After experiencing excruciating pain in the middle of the night she remembers going to emergency at San Joaquin General Hospital in French Camp – being told she would have to wait a month before she could see someone.
She said she was demanding that something had to be done “now,” and she was seen the next morning. Blood work and a scan showed lung cancer and she was given eight months to live.
Something she will never forget is the young female intern telling her she had cancer and crying with the experience of telling her it was terminal. Her response, “Girl, if you’re going to be a doctor you have to toughen up!”
Chemo and radiation were not options for her if she was going to die in eight months, she said. She wasn’t going to go through those experiences. But her family wouldn’t let up in their pleas for her to go on with the medical options that eventually shrunk the tumor and put her in remission.
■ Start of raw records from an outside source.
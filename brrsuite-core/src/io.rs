// BRR Suite
// Copyright (c) 2022-2025 The BRR Suite Developers.
//
// This Source Code Form is subject to the terms of the Mozilla Public
// License, v. 2.0. If a copy of the MPL was not distributed with this
// file, You can obtain one at https://mozilla.org/MPL/2.0/.

//! The `io` module implements byte-level reading over in-memory buffers.
//!
//! BRR Suite parses complete files already held in memory, so a single reader type suffices:
//! it consumes a borrowed byte slice from the front and hands out sub-slices without copying.
//! Multi-byte integers are little-endian, matching the wire formats. Running out of bytes is a
//! format error, since a well-formed container always declares how much data follows.

use crate::errors::{bad_format_error, Result};

/// A `BufReader` consumes a borrowed byte buffer from the front.
pub struct BufReader<'a> {
    remaining: &'a [u8],
}

impl<'a> BufReader<'a> {
    pub fn new(buf: &'a [u8]) -> BufReader<'a> {
        BufReader { remaining: buf }
    }

    /// Splits the next `len` bytes off the front of the buffer, or fails if fewer are left.
    fn split(&mut self, len: usize) -> Result<&'a [u8]> {
        if len > self.remaining.len() {
            return bad_format_error("unexpected end of stream");
        }

        let (head, tail) = self.remaining.split_at(len);
        self.remaining = tail;
        Ok(head)
    }

    /// Reads the next byte.
    pub fn read_u8(&mut self) -> Result<u8> {
        Ok(self.split(1)?[0])
    }

    /// Reads the next `N` bytes into an array.
    pub fn read_array<const N: usize>(&mut self) -> Result<[u8; N]> {
        let mut array = [0u8; N];
        array.copy_from_slice(self.split(N)?);
        Ok(array)
    }

    /// Reads an unsigned 16-bit little-endian integer.
    pub fn read_u16(&mut self) -> Result<u16> {
        Ok(u16::from_le_bytes(self.read_array()?))
    }

    /// Reads a signed 32-bit little-endian integer.
    pub fn read_i32(&mut self) -> Result<i32> {
        Ok(i32::from_le_bytes(self.read_array()?))
    }

    /// Borrows the next `len` bytes without copying.
    pub fn read_bytes(&mut self, len: usize) -> Result<&'a [u8]> {
        self.split(len)
    }

    /// Discards the next `count` bytes.
    pub fn skip(&mut self, count: usize) -> Result<()> {
        self.split(count).map(|_| ())
    }

    /// Takes everything left in the buffer, leaving the reader empty.
    pub fn rest(&mut self) -> &'a [u8] {
        std::mem::take(&mut self.remaining)
    }

    /// Returns the number of unread bytes.
    pub fn remaining(&self) -> usize {
        self.remaining.len()
    }
}
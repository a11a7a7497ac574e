// SPDX-FileCopyrightText: 2025 Semiotic AI, Inc.
//
// SPDX-License-Identifier: Apache-2.0
//! Contract addresses on the supported testnets
//!
//! CCTP v2 deploys TokenMessengerV2 and MessageTransmitterV2 at the same
//! address on every testnet, so only the USDC token differs per chain.

use alloy_primitives::{address, Address};

/// <https://developers.circle.com/cctp/evm-smart-contracts>
pub const CCTP_V2_TOKEN_MESSENGER_TESTNET: Address =
    address!("8FE6B999Dc680CcFDD5Bf7EB0974218be2542DAA");

/// <https://developers.circle.com/cctp/evm-smart-contracts>
pub const CCTP_V2_MESSAGE_TRANSMITTER_TESTNET: Address =
    address!("E737e5cEBEEBa77EFE34D4aa090756590b1CE275");

/// <https://sepolia.etherscan.io/address/0x1c7D4B196Cb0C7B01d743Fbc6116a902379C7238>
pub const ETHEREUM_SEPOLIA_USDC: Address = address!("1c7D4B196Cb0C7B01d743Fbc6116a902379C7238");

/// USDC's ERC-20 interface on Arc, where USDC is also the native gas token.
///
/// <https://testnet.arcscan.app/address/0x3600000000000000000000000000000000000000>
pub const ARC_TESTNET_USDC: Address = address!("3600000000000000000000000000000000000000");
// SPDX-FileCopyrightText: 2025 Semiotic AI, Inc.
//
// SPDX-License-Identifier: Apache-2.0
//! Interactive bridge session
//!
//! [`SessionState`] is everything the view renders: selected chains, inputs,
//! in-flight flags, the latest estimate, the inline error, the transfer
//! timeline and the current notification. [`BridgeSession`] owns one state
//! and the wallet connection and implements the estimate and bridge actions
//! on top of them.

use alloy_primitives::Address;
use std::time::Instant;
use tracing::{debug, info, warn};

use crate::chain::{default_route, supported_chains, Chain, ChainInfo};
use crate::clock::Clock;
use crate::config::WalletConnectivity;
use crate::engine::{Estimate, TransferRequest, TransferSpeed};
use crate::error::{BridgeError, Result};
use crate::notification::{Notification, NotificationCenter};
use crate::outcome::Outcome;
use crate::progress::{drive, ProgressTracker, TransferTimeline, TICK_PERIOD};
use crate::wallet::{resolve_provider, SharedEngine, WalletConnection};

/// UI state, owned by one [`BridgeSession`].
pub struct SessionState<C: Clock> {
    pub chains: Vec<ChainInfo>,
    pub from: Option<Chain>,
    pub to: Option<Chain>,
    pub amount: String,
    /// Raw recipient input; empty means the connected account.
    pub recipient: String,
    pub speed: TransferSpeed,
    pub estimating: bool,
    pub bridging: bool,
    pub estimate: Option<Estimate>,
    /// Inline error banner.
    pub error: Option<String>,
    pub provider: Option<SharedEngine>,
    pub progress: ProgressTracker<C>,
    pub notifications: NotificationCenter,
}

impl<C: Clock> SessionState<C> {
    pub fn new(clock: C) -> Self {
        Self {
            chains: Vec::new(),
            from: None,
            to: None,
            amount: String::new(),
            recipient: String::new(),
            speed: TransferSpeed::Fast,
            estimating: false,
            bridging: false,
            estimate: None,
            error: None,
            provider: None,
            progress: ProgressTracker::new(clock),
            notifications: NotificationCenter::new(),
        }
    }

    pub fn now(&self) -> Instant {
        self.progress.clock().now()
    }

    pub fn timeline(&self) -> Option<&TransferTimeline> {
        self.progress.timeline()
    }

    pub fn notification(&self) -> Option<&Notification> {
        self.notifications.current(self.now())
    }

    pub fn is_busy(&self) -> bool {
        self.estimating || self.bridging
    }

    /// True when the bridge action may be offered.
    pub fn can_bridge(&self) -> bool {
        self.provider.is_some()
            && !self.amount.trim().is_empty()
            && matches!((self.from, self.to), (Some(from), Some(to)) if from != to)
    }

    /// Builds the engine request, or the message the UI shows instead.
    pub fn request(&self) -> Result<(SharedEngine, TransferRequest)> {
        let provider = self
            .provider
            .clone()
            .ok_or_else(|| BridgeError::validation("Wallet not connected"))?;
        let (Some(from), Some(to)) = (self.from, self.to) else {
            return Err(BridgeError::validation(
                "Select both source and destination chains",
            ));
        };
        let recipient = match self.recipient.trim() {
            "" => None,
            raw => Some(
                raw.parse::<Address>()
                    .map_err(|_| BridgeError::validation(format!("Invalid recipient: {raw}")))?,
            ),
        };

        let request = TransferRequest::builder()
            .from(from)
            .to(to)
            .amount(self.amount.trim())
            .maybe_recipient(recipient)
            .speed(self.speed)
            .build();
        Ok((provider, request))
    }
}

/// Drives the estimate and bridge actions against a wallet connection.
///
/// At most one action runs at a time: a call made while another is
/// outstanding returns immediately without touching the state.
pub struct BridgeSession<W, C: Clock> {
    wallet: W,
    state: SessionState<C>,
}

impl<W: WalletConnection, C: Clock> BridgeSession<W, C> {
    pub fn new(wallet: W, clock: C) -> Self {
        Self {
            wallet,
            state: SessionState::new(clock),
        }
    }

    /// Opens a session only when wallet connectivity is configured.
    ///
    /// `None` means the front end shows the informational page instead.
    pub fn open(connectivity: &WalletConnectivity, wallet: W, clock: C) -> Option<Self> {
        if !connectivity.is_enabled() {
            info!(event = "wallet_connectivity_disabled");
            return None;
        }
        let mut session = Self::new(wallet, clock);
        session.load_chains();
        Some(session)
    }

    pub fn state(&self) -> &SessionState<C> {
        &self.state
    }

    pub fn wallet(&self) -> &W {
        &self.wallet
    }

    /// Loads the chain registry and selects the default route.
    pub fn load_chains(&mut self) {
        let chains = supported_chains();
        let (from, to) = default_route(&chains);
        self.state.chains = chains;
        self.state.from = from;
        self.state.to = to;
    }

    /// Re-resolves the signing provider from the wallet connection.
    pub async fn refresh_provider(&mut self) -> bool {
        self.state.provider = resolve_provider(&self.wallet).await;
        self.state.provider.is_some()
    }

    pub fn set_amount(&mut self, amount: impl Into<String>) {
        self.state.amount = amount.into();
        self.invalidate_estimate();
    }

    pub fn set_recipient(&mut self, recipient: impl Into<String>) {
        self.state.recipient = recipient.into();
        self.invalidate_estimate();
    }

    pub fn set_from(&mut self, chain: Chain) {
        self.state.from = Some(chain);
        self.invalidate_estimate();
    }

    pub fn set_to(&mut self, chain: Chain) {
        self.state.to = Some(chain);
        self.invalidate_estimate();
    }

    pub fn switch_chains(&mut self) {
        std::mem::swap(&mut self.state.from, &mut self.state.to);
        self.invalidate_estimate();
    }

    pub fn can_bridge(&self) -> bool {
        self.state.can_bridge()
    }

    /// Drops the notification once its time is up.
    pub fn expire_notifications(&mut self) -> bool {
        let now = self.state.now();
        self.state.notifications.expire(now)
    }

    fn invalidate_estimate(&mut self) {
        if self.state.estimate.take().is_some() {
            debug!(event = "estimate_invalidated");
        }
    }

    /// Requests a quote for the current inputs.
    ///
    /// Failures land in the inline error; the returned estimate is `None`
    /// then, or when another action is outstanding.
    pub async fn estimate(&mut self) -> Option<&Estimate> {
        if self.state.is_busy() {
            warn!(event = "estimate_refused_busy");
            return None;
        }

        self.state.error = None;
        self.state.estimating = true;
        self.state.estimate = None;
        self.state.progress.clear();

        let result = match self.state.request() {
            Ok((engine, request)) => {
                switch_chain_best_effort(&self.wallet, request.from).await;
                engine.estimate(&request).await
            }
            Err(e) => Err(e),
        };

        self.state.estimating = false;
        match result {
            Ok(estimate) => {
                info!(event = "estimate_ready");
                self.state.estimate = Some(estimate);
                self.state.estimate.as_ref()
            }
            Err(e) => {
                let message = Outcome::classify_estimate_error(&e.to_string());
                warn!(error = %message, event = "estimate_failed");
                self.state.error = Some(message);
                None
            }
        }
    }

    /// Runs a bridge with simulated progress and applies the outcome.
    ///
    /// `on_tick` sees the timeline on every timer tick while the call is in
    /// flight. Returns `None` when another action is outstanding.
    pub async fn bridge(&mut self, on_tick: impl FnMut(&TransferTimeline)) -> Option<Outcome> {
        if self.state.is_busy() {
            warn!(event = "bridge_refused_busy");
            return None;
        }

        self.state.error = None;
        self.state.bridging = true;
        self.state.progress.start();

        let source = self.state.from;
        let prepared = self.state.request();
        let wallet = &self.wallet;
        let work = async move {
            let (engine, request) = prepared?;
            switch_chain_best_effort(wallet, request.from).await;
            engine.bridge(&request).await
        };
        let result = drive(&mut self.state.progress, TICK_PERIOD, work, on_tick).await;

        let outcome = Outcome::classify(&result);
        self.apply_outcome(&outcome, source);
        self.state.progress.stop();
        self.state.bridging = false;
        Some(outcome)
    }

    fn apply_outcome(&mut self, outcome: &Outcome, source: Option<Chain>) {
        self.state.progress.force_terminal(outcome.terminal_signal());
        if let Some(message) = outcome.inline_error() {
            self.state.error = Some(message.to_string());
        }
        let notification = outcome.notification(source.unwrap_or(Chain::EthereumSepolia));
        let now = self.state.now();
        self.state.notifications.show(notification, now);
    }
}

/// The following engine call fails clearly on the wrong network, so a failed
/// switch is only logged.
async fn switch_chain_best_effort<W: WalletConnection + ?Sized>(wallet: &W, chain: Chain) {
    if let Err(e) = wallet.switch_chain(chain.chain_id()).await {
        debug!(chain = %chain, error = %e, event = "switch_chain_ignored");
    }
}
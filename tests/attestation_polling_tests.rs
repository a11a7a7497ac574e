// SPDX-FileCopyrightText: 2025 Semiotic AI, Inc.
//
// SPDX-License-Identifier: Apache-2.0
//! Attestation polling against a scripted attestation service and a fake clock.

use alloy_primitives::{Bytes, TxHash};
use arc_bridge::testing::{FakeAttestationProvider, FakeClock, IrisReply};
use arc_bridge::{AttestedMessage, BridgeError, BurnFee, IrisClient, PollingConfig};
use std::sync::Arc;
use std::time::Duration;

const SEPOLIA_DOMAIN: u32 = 0;

fn burn_hash() -> TxHash {
    TxHash::from([7u8; 32])
}

fn attested() -> AttestedMessage {
    AttestedMessage {
        message: Bytes::from_static(&[0x01, 0x02]),
        attestation: Bytes::from_static(&[0xde, 0xad, 0xbe, 0xef]),
    }
}

fn client(provider: &FakeAttestationProvider, clock: &FakeClock) -> IrisClient {
    IrisClient::with_provider(Arc::new(provider.clone()), Arc::new(clock.clone()))
}

fn polling(max_attempts: u32, poll_interval_secs: u64) -> PollingConfig {
    PollingConfig::default()
        .with_max_attempts(max_attempts)
        .with_poll_interval_secs(poll_interval_secs)
}

#[tokio::test]
async fn test_attestation_timeout_with_fake_clock() {
    let provider = FakeAttestationProvider::new();
    let clock = FakeClock::new();
    provider.add_always_pending();

    let max_attempts = 5;
    let poll_interval = 60;
    let result = client(&provider, &clock)
        .poll_attestation(SEPOLIA_DOMAIN, burn_hash(), polling(max_attempts, poll_interval))
        .await;

    assert!(
        matches!(result, Err(BridgeError::AttestationTimeout)),
        "Expected AttestationTimeout, got {result:?}"
    );
    assert_eq!(clock.sleep_count(), max_attempts as usize);
    assert_eq!(
        clock.total_sleep_time(),
        Duration::from_secs(poll_interval * max_attempts as u64)
    );
    assert_eq!(provider.call_count(), max_attempts as usize);
}

#[tokio::test]
async fn test_rate_limiting_backs_off_for_retry_after() {
    let provider = FakeAttestationProvider::new();
    let clock = FakeClock::new();
    provider.add_response_sequence(vec![
        IrisReply::RateLimited {
            retry_after_seconds: 300,
        },
        IrisReply::RateLimited {
            retry_after_seconds: 120,
        },
        IrisReply::Complete(attested()),
    ]);

    let result = client(&provider, &clock)
        .poll_attestation(SEPOLIA_DOMAIN, burn_hash(), polling(10, 5))
        .await
        .expect("attested after the back-off");

    assert_eq!(result, attested());
    assert_eq!(provider.call_count(), 3);
    assert_eq!(clock.sleep_count(), 2);
    // the poll interval plays no part in a 429 back-off
    assert_eq!(clock.total_sleep_time(), Duration::from_secs(420));
}

#[tokio::test]
async fn test_not_found_is_retried_at_poll_interval() {
    let provider = FakeAttestationProvider::new();
    let clock = FakeClock::new();
    provider.add_response_sequence(vec![
        IrisReply::NotFound,
        IrisReply::NotFound,
        IrisReply::NoMessages,
        IrisReply::Pending,
        IrisReply::Complete(attested()),
    ]);

    let result = client(&provider, &clock)
        .poll_attestation(SEPOLIA_DOMAIN, burn_hash(), polling(10, 5))
        .await;

    assert_eq!(result.ok(), Some(attested()));
    assert_eq!(provider.call_count(), 5);
    assert_eq!(clock.sleep_count(), 4);
    assert_eq!(clock.total_sleep_time(), Duration::from_secs(20));
}

#[tokio::test]
async fn test_malformed_body_is_retried() {
    let provider = FakeAttestationProvider::new();
    let clock = FakeClock::new();
    provider.add_response_sequence(vec![IrisReply::Malformed, IrisReply::Complete(attested())]);

    let result = client(&provider, &clock)
        .poll_attestation(SEPOLIA_DOMAIN, burn_hash(), polling(3, 30))
        .await;

    assert!(result.is_ok());
    assert_eq!(clock.total_sleep_time(), Duration::from_secs(30));
}

#[tokio::test]
async fn test_failed_status_stops_polling() {
    let provider = FakeAttestationProvider::new();
    let clock = FakeClock::new();
    provider.add_response_sequence(vec![IrisReply::Pending, IrisReply::Failed]);

    let result = client(&provider, &clock)
        .poll_attestation(SEPOLIA_DOMAIN, burn_hash(), polling(10, 5))
        .await;

    match result {
        Err(BridgeError::AttestationFailed { reason }) => assert_eq!(reason, "Attestation failed"),
        other => panic!("Expected AttestationFailed, got {other:?}"),
    }
    assert_eq!(provider.call_count(), 2);
    assert_eq!(clock.sleep_count(), 1);
}

#[tokio::test]
async fn test_complete_without_data_fails() {
    let provider = FakeAttestationProvider::new();
    let clock = FakeClock::new();
    provider.add_response_sequence(vec![IrisReply::CompleteWithoutData]);

    let result = client(&provider, &clock)
        .poll_attestation(SEPOLIA_DOMAIN, burn_hash(), polling(10, 5))
        .await;

    assert!(matches!(
        result,
        Err(BridgeError::AttestationFailed { reason }) if reason == "Attestation missing"
    ));
    assert_eq!(clock.sleep_count(), 0);
}

#[tokio::test]
async fn test_immediate_completion_does_not_sleep() {
    let provider = FakeAttestationProvider::new();
    let clock = FakeClock::new();
    provider.add_complete_response(attested());

    let result = client(&provider, &clock)
        .poll_attestation(SEPOLIA_DOMAIN, burn_hash(), PollingConfig::fast_transfer())
        .await;

    assert_eq!(result.ok(), Some(attested()));
    assert_eq!(provider.call_count(), 1);
    assert_eq!(clock.sleep_count(), 0);
}

#[tokio::test]
async fn test_burn_fee_picks_matching_threshold_or_zero() {
    let provider = FakeAttestationProvider::new().with_burn_fees(vec![
        BurnFee {
            finality_threshold: 1000,
            minimum_fee: 1.0,
        },
        BurnFee {
            finality_threshold: 2000,
            minimum_fee: 0.0,
        },
    ]);
    let iris = client(&provider, &FakeClock::new());

    let fast = iris.burn_fee(SEPOLIA_DOMAIN, 26, 1000).await.unwrap();
    assert_eq!(fast.minimum_fee, 1.0);

    let unknown = iris.burn_fee(SEPOLIA_DOMAIN, 26, 500).await.unwrap();
    assert_eq!(
        unknown,
        BurnFee {
            finality_threshold: 500,
            minimum_fee: 0.0,
        }
    );
}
That was 13 years ago shortly after the birth of a granddaughter – a new grandbaby – whom she wanted to see grow up. “And I didn’t quit smoking right away, but my daughter and I finally went and got hypnotized to get away from the habit,” she said.
The hypnosis included something of a diet wish to keep them from getting fat when they stopped smoking. “When they checked on me in their follow up, I wasn’t smoking but I was getting fat,” she chuckled.